[Dataset entries]
// Tests for the parser
//
//  Copyright (C) 2014-2023 Ryan Specialty, LLC.
//
//  This file is part of WEAVER.
//
//  This program is free software: you can redistribute it and/or modify
//  it under the terms of the GNU General Public License as published by
//  the Free Software Foundation, either version 3 of the License, or
//  (at your option) any later version.
//
//  This program is distributed in the hope that it will be useful,
//  but WITHOUT ANY WARRANTY; without even the implied warranty of
//  MERCHANTABILITY or FITNESS FOR A PARTICULAR PURPOSE.  See the
//  GNU General Public License for more details.
//
//  You should have received a copy of the GNU General Public License
//  along with this program.  If not, see <http://www.gnu.org/licenses/>.

use super::*;
use crate::span::dummy::DUMMY_CONTEXT;

fn sut(src: &str) -> ParsedUnit {
    parse(DUMMY_CONTEXT, src).unwrap()
}

fn only_method(parsed: &ParsedUnit) -> &MethodDecl {
    match &parsed.unit.classes[0].members[0] {
        Member::Method(m) => m,
        other => panic!("expected method, found {other:?}"),
    }
}

#[test]
fn parses_assembly_attributes_and_class() {
    let parsed = sut(
        r#"
        [assembly: LayerOrder("A", "B:Sub")]
        public class Foo : Bar
        {
            private int x = 1;
        }
        "#,
    );

    let attrs = &parsed.unit.attrs;
    assert_eq!(1, attrs.len());
    assert_eq!("LayerOrder", attrs[0].name.name);
    assert_eq!(Some("A"), attrs[0].str_arg(0));
    assert_eq!(Some("B:Sub"), attrs[0].str_arg(1));

    let class = &parsed.unit.classes[0];
    assert_eq!("Foo", class.name.name);
    assert_eq!(Some("Bar"), class.base.as_ref().map(|b| b.name.as_str()));
    assert_eq!(Modifiers(vec![Modifier::Public]), class.modifiers);

    match &class.members[0] {
        Member::Field(f) => {
            assert_eq!("x", f.header.name.name);
            assert_eq!(TypeName::from("int"), f.header.ty);
            assert!(matches!(
                f.init.as_ref().map(|e| &e.kind),
                Some(ExprKind::Int(1))
            ));
        }
        other => panic!("expected field, found {other:?}"),
    }
}

#[test]
fn parses_member_attributes_and_params() {
    let parsed = sut(
        r#"
        class Foo
        {
            [Override(Bar, "A"), NotInlineable]
            public virtual int Bar(int a, ref int b, out string c) { return a; }
        }
        "#,
    );

    let m = only_method(&parsed);

    assert_eq!(2, m.header.attrs.len());
    assert_eq!(Some("Bar"), m.header.attr("Override").and_then(|a| a.name_arg(0)));
    assert_eq!(Some("A"), m.header.attr("Override").and_then(|a| a.str_arg(1)));
    assert!(m.header.attr("NotInlineable").is_some());

    assert_eq!(
        vec![ParamMode::Value, ParamMode::Ref, ParamMode::Out],
        m.params.iter().map(|p| p.mode).collect::<Vec<_>>(),
    );
    assert_eq!(
        Modifiers(vec![Modifier::Public, Modifier::Virtual]),
        m.header.modifiers
    );
}

#[test]
fn parses_properties_and_events() {
    let parsed = sut(
        r#"
        class Foo
        {
            int P { get { return 1; } set { } }
            event Handler E { add { } remove { } }
        }
        "#,
    );

    let class = &parsed.unit.classes[0];

    match &class.members[0] {
        Member::Property(p) => assert_eq!(
            vec![AccessorKind::Get, AccessorKind::Set],
            p.accessors.iter().map(|a| a.kind).collect::<Vec<_>>(),
        ),
        other => panic!("expected property, found {other:?}"),
    }

    match &class.members[1] {
        Member::Event(e) => {
            assert_eq!(TypeName::from("Handler"), e.header.ty);
            assert_eq!(
                vec![AccessorKind::Add, AccessorKind::Remove],
                e.accessors.iter().map(|a| a.kind).collect::<Vec<_>>(),
            );
        }
        other => panic!("expected event, found {other:?}"),
    }
}

#[test]
fn link_markers_go_to_side_table() {
    let parsed = sut(
        r#"
        class Foo
        {
            void Bar() { link(Bar, base, noinline)(); link(Bar, final)(); }
        }
        "#,
    );

    let m = only_method(&parsed);
    let mut markers = Vec::new();

    for stmt in &m.body.stmts {
        let Stmt::Expr(e) = stmt else {
            panic!("expected expression statement")
        };

        e.walk(&mut |x| {
            if let ExprKind::Link(sel) = &x.kind {
                let marker = parsed.links.get(x.id).unwrap();
                markers.push((sel.name.clone(), marker.kind, marker.hint));
            }
        });
    }

    assert_eq!(
        vec![
            ("Bar".to_string(), LinkKind::Base, InlineHint::NoInline),
            ("Bar".to_string(), LinkKind::Final, InlineHint::Unspecified),
        ],
        markers,
    );
    assert_eq!(2, parsed.links.len());
}

#[test]
fn link_is_an_ordinary_name_without_parens() {
    let parsed = sut("class Foo { void Bar() { link = 1; } }");

    assert!(parsed.links.is_empty());
}

#[test]
fn node_ids_are_unique_and_next_id_follows() {
    let parsed = sut("class Foo { int Bar(int a) { return a + 1 * 2; } }");
    let m = only_method(&parsed);

    let mut ids = Vec::new();
    if let Stmt::Return(Some(e), _) = &m.body.stmts[0] {
        e.walk(&mut |x| ids.push(x.id));
    }

    assert_eq!(5, ids.len());

    let mut sorted = ids.clone();
    sorted.sort();
    sorted.dedup();
    assert_eq!(5, sorted.len());

    assert!(ids.iter().all(|id| *id < parsed.next_id));
}

#[test]
fn binary_precedence_and_assignment_associativity() {
    let parsed = sut("class Foo { void Bar() { a = b = 1 + 2 * 3 == 7 && c; } }");
    let m = only_method(&parsed);

    let Stmt::Expr(e) = &m.body.stmts[0] else {
        panic!("expected expression statement")
    };

    let ExprKind::Assign(AssignOp::Assign, _, rhs) = &e.kind else {
        panic!("expected assignment")
    };
    let ExprKind::Assign(AssignOp::Assign, _, rhs) = &rhs.kind else {
        panic!("expected nested assignment")
    };
    let ExprKind::Binary(BinaryOp::And, lhs, _) = &rhs.kind else {
        panic!("expected &&")
    };
    let ExprKind::Binary(BinaryOp::Eq, lhs, _) = &lhs.kind else {
        panic!("expected ==")
    };
    let ExprKind::Binary(BinaryOp::Add, _, rhs) = &lhs.kind else {
        panic!("expected +")
    };
    assert!(matches!(rhs.kind, ExprKind::Binary(BinaryOp::Mul, _, _)));
}

#[test]
fn increment_is_compound_assignment() {
    let parsed = sut("class Foo { void Bar() { i++; } }");
    let m = only_method(&parsed);

    let Stmt::Expr(e) = &m.body.stmts[0] else {
        panic!("expected expression statement")
    };

    match &e.kind {
        ExprKind::Assign(AssignOp::Add, target, one) => {
            assert_eq!(Some("i"), target.as_name());
            assert!(matches!(one.kind, ExprKind::Int(1)));
        }
        other => panic!("expected +=, found {other:?}"),
    }
}

#[test]
fn casts_versus_parenthesized_expressions() {
    let parsed = sut("class Foo { void Bar() { x = (int)y; x = (a) - b; } }");
    let m = only_method(&parsed);

    let rhs = |n: usize| match &m.body.stmts[n] {
        Stmt::Expr(Expr {
            kind: ExprKind::Assign(_, _, rhs),
            ..
        }) => rhs.kind.clone(),
        other => panic!("unexpected {other:?}"),
    };

    assert!(matches!(rhs(0), ExprKind::Cast(TypeName(ref t), _) if t == "int"));
    assert!(matches!(rhs(1), ExprKind::Binary(BinaryOp::Sub, _, _)));
}

#[test]
fn parses_statement_forms() {
    let parsed = sut(
        r#"
        class Foo
        {
            void Bar()
            {
                int a;
                var b = 2;
                System.String s = "x";
                if (a < b) return; else { }
                while (true) break;
                for (int i = 0; i < 3; i++, a--) continue;
                for (;;) { }
                goto done;
                done: ;
                try { throw e; } catch (Exception ex) { } finally { }
                try { } catch { }
            }
        }
        "#,
    );

    let stmts = &only_method(&parsed).body.stmts;

    assert!(matches!(&stmts[0], Stmt::Local { ty: Some(_), init: None, .. }));
    assert!(matches!(&stmts[1], Stmt::Local { ty: None, init: Some(_), .. }));
    assert!(matches!(
        &stmts[2],
        Stmt::Local { ty: Some(TypeName(t)), .. } if t == "System.String"
    ));
    assert!(matches!(&stmts[3], Stmt::If { otherwise: Some(_), .. }));
    assert!(matches!(&stmts[4], Stmt::While { .. }));
    assert!(matches!(&stmts[5], Stmt::For { init: Some(_), cond: Some(_), step, .. } if step.len() == 2));
    assert!(matches!(&stmts[6], Stmt::For { init: None, cond: None, .. }));
    assert!(matches!(&stmts[7], Stmt::Goto(l) if l.name == "done"));
    assert!(matches!(&stmts[8], Stmt::Labeled(l, s) if l.name == "done" && **s == Stmt::Empty));
    assert!(matches!(
        &stmts[9],
        Stmt::Try { catch: Some(Catch { name: Some(_), .. }), finally: Some(_), .. }
    ));
    assert!(matches!(
        &stmts[10],
        Stmt::Try { catch: Some(Catch { ty: None, name: None, .. }), finally: None, .. }
    ));
}

#[test]
fn unknown_link_kind_fails() {
    let err = parse(DUMMY_CONTEXT, "class Foo { void Bar() { link(Bar, sideways)(); } }")
        .unwrap_err();

    assert!(matches!(err, ParseError::UnknownLinkKind(ref kw, _) if kw == "sideways"));
}

#[test]
fn unknown_inline_hint_fails() {
    let err = parse(DUMMY_CONTEXT, "class Foo { void Bar() { link(Bar, base, maybe)(); } }")
        .unwrap_err();

    assert!(matches!(err, ParseError::UnknownInlineHint(ref kw, _) if kw == "maybe"));
}

#[test]
fn event_with_property_accessor_fails() {
    let err = parse(DUMMY_CONTEXT, "class Foo { event H E { get { } } }").unwrap_err();

    assert!(matches!(err, ParseError::UnknownAccessor(ref kw, _) if kw == "get"));
}

#[test]
fn duplicate_accessor_fails() {
    let err = parse(DUMMY_CONTEXT, "class Foo { int P { get { } get { } } }").unwrap_err();

    assert!(matches!(err, ParseError::DuplicateAccessor(AccessorKind::Get, _)));
}

#[test]
fn invalid_assignment_target_fails() {
    let err = parse(DUMMY_CONTEXT, "class Foo { void Bar() { 1 = 2; } }").unwrap_err();

    assert!(matches!(err, ParseError::InvalidAssignTarget(_)));
}

#[test]
fn missing_semicolon_reports_found_token() {
    let err = parse(DUMMY_CONTEXT, "class Foo { void Bar() { x = 1 } }").unwrap_err();

    assert_eq!(
        ParseError::Unexpected {
            found: TokenKind::Punct(Punct::RBrace),
            expected: ";",
            span: DUMMY_CONTEXT.span(31, 1),
        },
        err,
    );
    assert_eq!("expected ;, found `}`", err.to_string());
}

#[test]
fn lexer_errors_propagate() {
    let err = parse(DUMMY_CONTEXT, "class Foo { # }").unwrap_err();

    assert!(matches!(err, ParseError::Lex(LexError::UnexpectedChar('#', _))));
}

Exercise: Show every line from the entries above in which the word "accessors" appears.

The answer:
            p.accessors.iter().map(|a| a.kind).collect::<Vec<_>>(),
                e.accessors.iter().map(|a| a.kind).collect::<Vec<_>>(),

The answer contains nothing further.